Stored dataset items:
'''

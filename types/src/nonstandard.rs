use core::ops::Range;

use crate::{
    phase0::{consts::JUSTIFICATION_BITS_LENGTH, primitives::H256},
    traits::HashTreeRoot,
};

/// `BeaconState.justification_bits`. Bit 0 corresponds to the current epoch.
#[derive(Clone, Copy, PartialEq, Eq, Default, Debug)]
pub struct JustificationBits(u8);

impl JustificationBits {
    const MASK: u8 = (1 << JUSTIFICATION_BITS_LENGTH) - 1;

    #[must_use]
    pub const fn get(self, bit: usize) -> bool {
        self.0 & (1 << bit) != 0
    }

    pub fn set(&mut self, bit: usize, value: bool) {
        assert!(bit < JUSTIFICATION_BITS_LENGTH);

        if value {
            self.0 |= 1 << bit;
        } else {
            self.0 &= !(1 << bit);
        }
    }

    pub fn shift_up_by_1(&mut self) {
        self.0 = (self.0 << 1) & Self::MASK;
    }

    #[must_use]
    pub fn all(self, bits: Range<usize>) -> bool {
        bits.into_iter().all(|bit| self.get(bit))
    }

    #[must_use]
    pub const fn into_inner(self) -> u8 {
        self.0
    }
}

impl HashTreeRoot for JustificationBits {
    fn hash_tree_root(&self) -> H256 {
        let mut chunk = H256::zero();
        chunk.0[0] = self.0;
        chunk
    }
}

/// Whether a block's `state_root` should be checked against the computed post-state root.
#[derive(Clone, Copy, PartialEq, Eq, Debug)]
pub enum StateRootPolicy {
    Verify,
    Trust,
}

'''

Aim of the exercise: Repeat the data in its entirety, character for character.

Output below:
filename types/src/nonstandard.rs
use core::ops::Range;

use crate::{
    phase0::{consts::JUSTIFICATION_BITS_LENGTH, primitives::H256},
    traits::HashTreeRoot,
};

/// `BeaconState.justification_bits`. Bit 0 corresponds to the current epoch.
#[derive(Clone, Copy, PartialEq, Eq, Default, Debug)]
pub struct JustificationBits(u8);

impl JustificationBits {
    const MASK: u8 = (1 << JUSTIFICATION_BITS_LENGTH) - 1;

    #[must_use]
    pub const fn get(self, bit: usize) -> bool {
        self.0 & (1 << bit) != 0
    }

    pub fn set(&mut self, bit: usize, value: bool) {
        assert!(bit < JUSTIFICATION_BITS_LENGTH);

        if value {
            self.0 |= 1 << bit;
        } else {
            self.0 &= !(1 << bit);
        }
    }

    pub fn shift_up_by_1(&mut self) {
        self.0 = (self.0 << 1) & Self::MASK;
    }

    #[must_use]
    pub fn all(self, bits: Range<usize>) -> bool {
        bits.into_iter().all(|bit| self.get(bit))
    }

    #[must_use]
    pub const fn into_inner(self) -> u8 {
        self.0
    }
}

impl HashTreeRoot for JustificationBits {
    fn hash_tree_root(&self) -> H256 {
        let mut chunk = H256::zero();
        chunk.0[0] = self.0;
        chunk
    }
}

/// Whether a block's `state_root` should be checked against the computed post-state root.
#[derive(Clone, Copy, PartialEq, Eq, Debug)]
pub enum StateRootPolicy {
    Verify,
    Trust,
}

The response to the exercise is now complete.